__Action item__: What appears from the first line of the records below through the line containing "use std::collections::HashMap;" must be reproduced verbatim.

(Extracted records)
•••
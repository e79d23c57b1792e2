//! Topic-based fan-out to WebSocket subscribers.
//!
//! Each topic owns a `tokio::sync::broadcast` channel. Publishing never
//! waits on a subscriber: a subscriber that falls more than the buffer size
//! behind loses the oldest events and is told so on its next receive.
//!
//! # Architecture
//!
//! ```text
//! Topic: changes
//! ├── client-a
//! ├── client-b
//! └── client-c
//! ```

use std::collections::HashMap;
use std::sync::Arc;
use std::time::Duration;

use async_trait::async_trait;
use tokio::sync::{broadcast, RwLock};
use uuid::Uuid;

use crate::config::DeliveryConfig;
use crate::ports::{Broadcaster, DeliveryError};

/// Unique identifier for a subscriber connection.
///
/// Generated server-side when a client connects.
#[derive(Debug, Clone, PartialEq, Eq, Hash)]
pub struct ClientId(Uuid);

impl ClientId {
    pub fn new() -> Self {
        Self(Uuid::new_v4())
    }
}

impl Default for ClientId {
    fn default() -> Self {
        Self::new()
    }
}

impl std::fmt::Display for ClientId {
    fn fmt(&self, f: &mut std::fmt::Formatter<'_>) -> std::fmt::Result {
        write!(f, "{}", self.0)
    }
}

/// Topic senders and the topic each client joined.
///
/// Both maps live under one lock so join and leave always see them
/// consistent.
#[derive(Default)]
struct Registry {
    /// Map of topic → broadcast sender for that topic.
    topics: HashMap<String, broadcast::Sender<Arc<str>>>,

    /// Map of client_id → topic for cleanup on disconnect.
    client_topics: HashMap<ClientId, String>,
}

/// Registry of topics and the subscribers listening on them.
///
/// # Thread Safety
///
/// Uses a single `RwLock` for the registry since publishes (reads) vastly
/// outnumber joins and leaves (writes).
pub struct SubscriberHub {
    registry: RwLock<Registry>,

    /// Per-subscriber buffer before the oldest events are dropped.
    channel_capacity: usize,

    /// Upper bound on any single write to a subscriber socket.
    write_timeout: Duration,
}

impl SubscriberHub {
    pub fn new(channel_capacity: usize, write_timeout: Duration) -> Self {
        Self {
            registry: RwLock::new(Registry::default()),
            channel_capacity: channel_capacity.max(1),
            write_timeout,
        }
    }

    pub fn from_config(config: &DeliveryConfig) -> Self {
        Self::new(config.subscriber_buffer, config.subscriber_write_timeout())
    }

    pub fn write_timeout(&self) -> Duration {
        self.write_timeout
    }

    /// Join a client to a topic, creating the topic on first use.
    pub async fn join(&self, topic: &str, client_id: ClientId) -> broadcast::Receiver<Arc<str>> {
        let mut registry = self.registry.write().await;
        let capacity = self.channel_capacity;

        let receiver = registry
            .topics
            .entry(topic.to_string())
            .or_insert_with(|| broadcast::channel(capacity).0)
            .subscribe();
        registry.client_topics.insert(client_id, topic.to_string());

        receiver
    }

    /// Remove a client, dropping its topic once nobody listens to it.
    ///
    /// The client's receiver must already be dropped for the topic to be
    /// considered empty.
    pub async fn leave(&self, client_id: &ClientId) {
        let mut registry = self.registry.write().await;

        if let Some(topic) = registry.client_topics.remove(client_id) {
            let empty = registry
                .topics
                .get(&topic)
                .map(|sender| sender.receiver_count() == 0)
                .unwrap_or(false);
            if empty {
                registry.topics.remove(&topic);
            }
        }
    }

    /// Send `payload` to every current subscriber of `topic`.
    ///
    /// Returns the number of subscribers it was queued for. A topic without
    /// subscribers is a no-op.
    pub async fn publish(&self, topic: &str, payload: Arc<str>) -> usize {
        let registry = self.registry.read().await;

        match registry.topics.get(topic) {
            // Err only means there are no receivers
            Some(sender) => sender.send(payload).unwrap_or(0),
            None => 0,
        }
    }

    pub async fn subscriber_count(&self, topic: &str) -> usize {
        let registry = self.registry.read().await;
        registry
            .topics
            .get(topic)
            .map(|s| s.receiver_count())
            .unwrap_or(0)
    }

    pub async fn active_topics(&self) -> Vec<String> {
        self.registry.read().await.topics.keys().cloned().collect()
    }

    pub async fn total_client_count(&self) -> usize {
        self.registry.read().await.client_topics.len()
    }
}

#[async_trait]
impl Broadcaster for SubscriberHub {
    async fn publish_to_topic(&self, topic: &str, payload: Vec<u8>) -> Result<(), DeliveryError> {
        let text = String::from_utf8(payload)
            .map_err(|e| DeliveryError::Transport(format!("payload is not UTF-8: {e}")))?;
        let receivers = self.publish(topic, Arc::from(text)).await;
        tracing::trace!(topic, receivers, "Broadcast change event");
        Ok(())
    }
}

#[cfg(test)]
mod tests {
    use super::*;
    use tokio::sync::broadcast::error::RecvError;

    fn hub(capacity: usize) -> SubscriberHub {
        SubscriberHub::new(capacity, Duration::from_millis(100))
    }

    #[tokio::test]
    async fn join_creates_topic_if_not_exists() {
        let hub = hub(8);

        let _rx = hub.join("changes", ClientId::new()).await;

        assert_eq!(hub.active_topics().await, vec!["changes".to_string()]);
    }

    #[tokio::test]
    async fn every_subscriber_receives_payload() {
        let hub = hub(8);
        let mut rx1 = hub.join("changes", ClientId::new()).await;
        let mut rx2 = hub.join("changes", ClientId::new()).await;

        let receivers = hub.publish("changes", Arc::from("{}")).await;

        assert_eq!(receivers, 2);
        assert_eq!(&*rx1.recv().await.unwrap(), "{}");
        assert_eq!(&*rx2.recv().await.unwrap(), "{}");
    }

    #[tokio::test]
    async fn topics_are_isolated() {
        let hub = hub(8);
        let mut changes = hub.join("changes", ClientId::new()).await;
        let mut other = hub.join("other", ClientId::new()).await;

        hub.publish("changes", Arc::from("a")).await;

        assert_eq!(&*changes.recv().await.unwrap(), "a");
        assert!(other.try_recv().is_err());
    }

    #[tokio::test]
    async fn publish_without_subscribers_is_noop() {
        let hub = hub(8);
        assert_eq!(hub.publish("changes", Arc::from("a")).await, 0);
        assert!(hub.publish_to_topic("changes", b"a".to_vec()).await.is_ok());
    }

    #[tokio::test]
    async fn lagging_subscriber_loses_oldest_events() {
        let hub = hub(2);
        let mut rx = hub.join("changes", ClientId::new()).await;

        for n in 0..5 {
            hub.publish("changes", Arc::from(n.to_string())).await;
        }

        assert!(matches!(rx.recv().await, Err(RecvError::Lagged(3))));
        assert_eq!(&*rx.recv().await.unwrap(), "3");
        assert_eq!(&*rx.recv().await.unwrap(), "4");
    }

    #[tokio::test]
    async fn leave_cleans_up_empty_topic() {
        let hub = hub(8);
        let client_id = ClientId::new();

        {
            let _rx = hub.join("changes", client_id.clone()).await;
        }
        hub.leave(&client_id).await;

        assert!(hub.active_topics().await.is_empty());
        assert_eq!(hub.total_client_count().await, 0);
    }

    #[tokio::test]
    async fn leave_keeps_topic_with_remaining_subscribers() {
        let hub = hub(8);
        let leaving = ClientId::new();
        let _stay = hub.join("changes", ClientId::new()).await;
        {
            let _rx = hub.join("changes", leaving.clone()).await;
        }

        hub.leave(&leaving).await;

        assert_eq!(hub.subscriber_count("changes").await, 1);
    }

    #[tokio::test]
    async fn non_utf8_payload_is_a_transport_error() {
        let hub = hub(8);
        let result = hub.publish_to_topic("changes", vec![0xff, 0xfe]).await;
        assert!(matches!(result, Err(DeliveryError::Transport(_))));
    }

    #[tokio::test(flavor = "multi_thread", worker_threads = 4)]
    async fn concurrent_join_and_leave_make_progress() {
        let hub = Arc::new(hub(8));

        let churn = (0..8).map(|_| {
            let hub = Arc::clone(&hub);
            tokio::spawn(async move {
                for _ in 0..500 {
                    let client_id = ClientId::new();
                    let rx = hub.join("changes", client_id.clone()).await;
                    drop(rx);
                    hub.leave(&client_id).await;
                }
            })
        });
        let publisher = {
            let hub = Arc::clone(&hub);
            tokio::spawn(async move {
                for n in 0..500 {
                    hub.publish("changes", Arc::from(n.to_string())).await;
                }
            })
        };

        let all = futures::future::join_all(churn.chain(std::iter::once(publisher)));
        let results = tokio::time::timeout(Duration::from_secs(10), all)
            .await
            .expect("join/leave stopped making progress");

        assert!(results.iter().all(|r| r.is_ok()));
        assert_eq!(hub.total_client_count().await, 0);
        assert!(hub.active_topics().await.is_empty());
    }
}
•••
__Task answer__:
repository e79d23c57b1792e2
//! Topic-based fan-out to WebSocket subscribers.
//!
//! Each topic owns a `tokio::sync::broadcast` channel. Publishing never
//! waits on a subscriber: a subscriber that falls more than the buffer size
//! behind loses the oldest events and is told so on its next receive.
//!
//! # Architecture
//!
//! ```text
//! Topic: changes
//! ├── client-a
//! ├── client-b
//! └── client-c
//! ```

use std::collections::HashMap;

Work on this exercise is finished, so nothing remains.